Essentially, I'm just trying to write an XML file using UTF-16 with VBA.

If I do this:

sXML = "<?xml version='1.0' encoding='utf-8'?>"
sXML = sXML & rest_of_xml_document
Print #iFile, sXML

then I get a file that is valid XML. However, if I change the "encoding=" to "utf-16", I get this error from my XML validator:

Switch from current encoding to specified encoding not supported.

Googling tells me that this means the xml encoding attribute is different to the ACTUAL encoding used by the file, hence I must be creating a utf-8 document via Open and Print commands.

If I do something like:

With CreateObject("ADODB.Stream")
  .Type = 2
  .Charset = "utf-16"
  .Open
  .WriteText sXML
  .SaveToFile sFilename, 2
  .Close
End With

then I end up with some funky characters (the BOM) at the beginning of my file which causes it to fail XML validation.

If I open the file in Notepad++, delete the BOM and change the Encoding to "UCS-2", then the file validates fine with a "utf-16" encoding value (meaning that UCS-2 is close enough to UTF-16 that it doesnt matter, or that XML is able to Switch from current encoding between these two types.

I need to use UTF-16 because UTF-8 doesn't cover all the characters used in the presentations I'm exporting.

The question:

How can I get VBA to behave like Notepad++, creating a UTF-16-encoded text file without a BOM that can be filled with XML data?

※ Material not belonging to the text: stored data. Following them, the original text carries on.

use super::scalar::Scalar;
use crate::backend::Backend;
use std::marker::PhantomData;

/// Backend-typed 1D tensor.
///
/// Wraps a backend's native 1D tensor (`B::Tensor1D`) and carries the backend as a
/// phantom type so tensors from different backends cannot be combined.
///
/// ```compile_fail
/// use dslr::backend::{CpuBackend, NdarrayBackend, Tensor1D};
///
/// let cpu_tensor: Tensor1D<CpuBackend> = Tensor1D::zeros(3);
/// let ndarray_tensor: Tensor1D<NdarrayBackend> = Tensor1D::zeros(3);
/// let _ = cpu_tensor.sub(&ndarray_tensor);
/// ```
///
/// # Example
/// ```
/// use dslr::backend::{CpuBackend, Scalar, Tensor1D};
///
/// let x: Tensor1D<CpuBackend> = Tensor1D::new(vec![1.0, 2.0, 3.0]);
/// assert_eq!(x.len(), 3);
///
/// let y = x.scale(&Scalar::<CpuBackend>::new(2.0));
/// assert_eq!(y.to_vec(), vec![2.0, 4.0, 6.0]);
/// ```
#[derive(Clone)]
pub struct Tensor1D<B: Backend> {
    pub(crate) data: B::Tensor1D,
    pub(crate) backend: PhantomData<B>,
}

impl<B: Backend> std::fmt::Debug for Tensor1D<B> {
    fn fmt(&self, f: &mut std::fmt::Formatter<'_>) -> std::fmt::Result {
        f.debug_tuple("Tensor1D").field(&self.to_vec()).finish()
    }
}

impl<B: Backend> Tensor1D<B> {
    fn wrap(data: B::Tensor1D) -> Self {
        Self {
            data,
            backend: PhantomData,
        }
    }

    /// Creates a new 1D tensor from owned `f64` values.
    ///
    /// ```
    /// use dslr::backend::{CpuBackend, Tensor1D};
    ///
    /// let t: Tensor1D<CpuBackend> = Tensor1D::new(vec![1.0, 2.5, 3.75]);
    /// assert_eq!(t.to_vec(), vec![1.0, 2.5, 3.75]);
    /// ```
    pub fn new(data: Vec<f64>) -> Self {
        Self::wrap(B::from_vec_1d(data))
    }

    /// Creates a 1D tensor filled with zeros of specified length.
    pub fn zeros(len: usize) -> Self {
        Self::wrap(B::zeros_1d(len))
    }

    /// Element-wise addition: `self + other`.
    ///
    /// # Panics
    /// If tensors have different lengths.
    pub fn add(&self, other: &Self) -> Self {
        Self::wrap(B::add_1d(&self.data, &other.data))
    }

    /// Element-wise subtraction: `self - other`.
    ///
    /// # Panics
    /// If tensors have different lengths.
    pub fn sub(&self, other: &Self) -> Self {
        Self::wrap(B::sub_1d(&self.data, &other.data))
    }

    /// Element-wise (Hadamard) product.
    pub fn mul(&self, other: &Self) -> Self {
        Self::wrap(B::mul_1d(&self.data, &other.data))
    }

    /// Multiplies every element by `a`.
    pub fn scale(&self, a: &Scalar<B>) -> Self {
        Self::wrap(B::mul_scalar_1d(&self.data, &a.data))
    }

    /// Adds `a` to every element.
    pub fn add_scalar(&self, a: &Scalar<B>) -> Self {
        Self::wrap(B::add_scalar_1d(&self.data, &a.data))
    }

    /// Sum of all elements.
    pub fn sum(&self) -> Scalar<B> {
        Scalar {
            data: B::sum_all_1d(&self.data),
            backend: PhantomData,
        }
    }

    /// Inner product `Σ self[i] * other[i]`.
    ///
    /// ```
    /// use dslr::backend::{CpuBackend, Tensor1D};
    ///
    /// let a = Tensor1D::<CpuBackend>::new(vec![1.0, 2.0, 3.0]);
    /// let b = Tensor1D::<CpuBackend>::new(vec![4.0, 5.0, 6.0]);
    /// assert_eq!(a.dot(&b).to_f64(), 32.0);
    /// ```
    pub fn dot(&self, other: &Self) -> Scalar<B> {
        self.mul(other).sum()
    }

    /// Element-wise logistic function.
    pub fn sigmoid(&self) -> Self {
        Self::wrap(B::sigmoid_1d(&self.data))
    }

    /// Copies the contents into a host vector.
    pub fn to_vec(&self) -> Vec<f64> {
        B::to_vec_1d(&self.data)
    }

    pub fn len(&self) -> usize {
        B::len_1d(&self.data)
    }

    pub fn is_empty(&self) -> bool {
        self.len() == 0
    }
}
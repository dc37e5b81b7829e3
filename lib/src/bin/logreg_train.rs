//! Trains a One-vs-Rest logistic regression model on a labelled CSV dataset
//! and writes the fitted parameters to a JSON model file.

use clap::Parser;
use dslr::backend::CpuBackend;
use dslr::dataset::{read_csv, DatasetSchema};
use dslr::error::ModelError;
use dslr::logging;
use dslr::model::OneVsRestClassifier;
use dslr::optimizer::{GradientDescent, Optimizer, OptimizerKind};
use dslr::parallel::run_with_threads;
use dslr::preprocessing::{LabelBinarizer, MaxAbsScaler, Transformer};
use std::error::Error;
use std::path::PathBuf;
use std::process::ExitCode;
use tracing::{error, info};

#[derive(Parser, Debug)]
#[command(name = "logreg_train", version, about = "Train a One-vs-Rest logistic regression model")]
struct Args {
    /// Training dataset (CSV with a header row)
    dataset: PathBuf,

    /// Gradient descent variant
    #[arg(short, long, value_enum, ignore_case = true, default_value_t = OptimizerKind::Batch)]
    model: OptimizerKind,

    /// Where to write the model file
    #[arg(short, long, default_value = "model.json")]
    output: PathBuf,

    /// Learning rate (defaults depend on the variant)
    #[arg(long)]
    learning_rate: Option<f64>,

    /// Epochs for batch, single-sample updates for stochastic
    #[arg(long)]
    epochs: Option<usize>,

    /// Worker threads for per-class training: 0 = all cores, 1 = sequential
    #[arg(long, default_value_t = 0)]
    threads: usize,

    /// Enable debug logging
    #[arg(short, long)]
    verbose: bool,
}

fn run(args: &Args) -> Result<(), Box<dyn Error>> {
    let schema = DatasetSchema::default();
    let table = read_csv(&args.dataset, &schema)?.drop_incomplete();
    let labels = table.required_labels()?;

    let x = MaxAbsScaler::<CpuBackend>::new().fit_transform(&table.feature_matrix())?;
    let binarizer = LabelBinarizer::new(schema.classes.iter().cloned());
    let y = binarizer.transform::<CpuBackend, _>(&labels)?;

    let optimizer = GradientDescent::from_kind(args.model, args.learning_rate, args.epochs);
    info!(
        optimizer = %args.model,
        learning_rate = Optimizer::<CpuBackend>::learning_rate(&optimizer),
        epochs = Optimizer::<CpuBackend>::epochs(&optimizer),
        rows = table.len(),
        "training"
    );

    let model = run_with_threads(args.threads, |parallelism| {
        let mut model = OneVsRestClassifier::new(optimizer).with_parallelism(parallelism);
        model.fit(&x, &y)?;
        Ok::<_, ModelError>(model)
    })??;

    let accuracy = model.accuracy_with_labels(&x, &y, binarizer.classes())?;
    info!(accuracy = format_args!("{accuracy:.4}"), "training accuracy");

    model.save(&args.output)?;
    info!(path = %args.output.display(), "model saved");
    Ok(())
}

fn main() -> ExitCode {
    let args = Args::parse();
    if let Err(e) = logging::init(args.verbose) {
        eprintln!("{e}");
    }
    match run(&args) {
        Ok(()) => ExitCode::SUCCESS,
        Err(e) => {
            error!("{e}");
            ExitCode::FAILURE
        }
    }
}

ANY help much appreciated!


Solution

  • Your point about UTF-8 not being able to store all characters you need is invalid.
    UTF-8 is able to store every character defined in the Unicode standard.
    The only difference is that, for text in certain languages, UTF-8 can take more space to store its codepoints than, say, UTF-16. The opposite is also true: for certain other languages, such as English, using UTF-8 saves space.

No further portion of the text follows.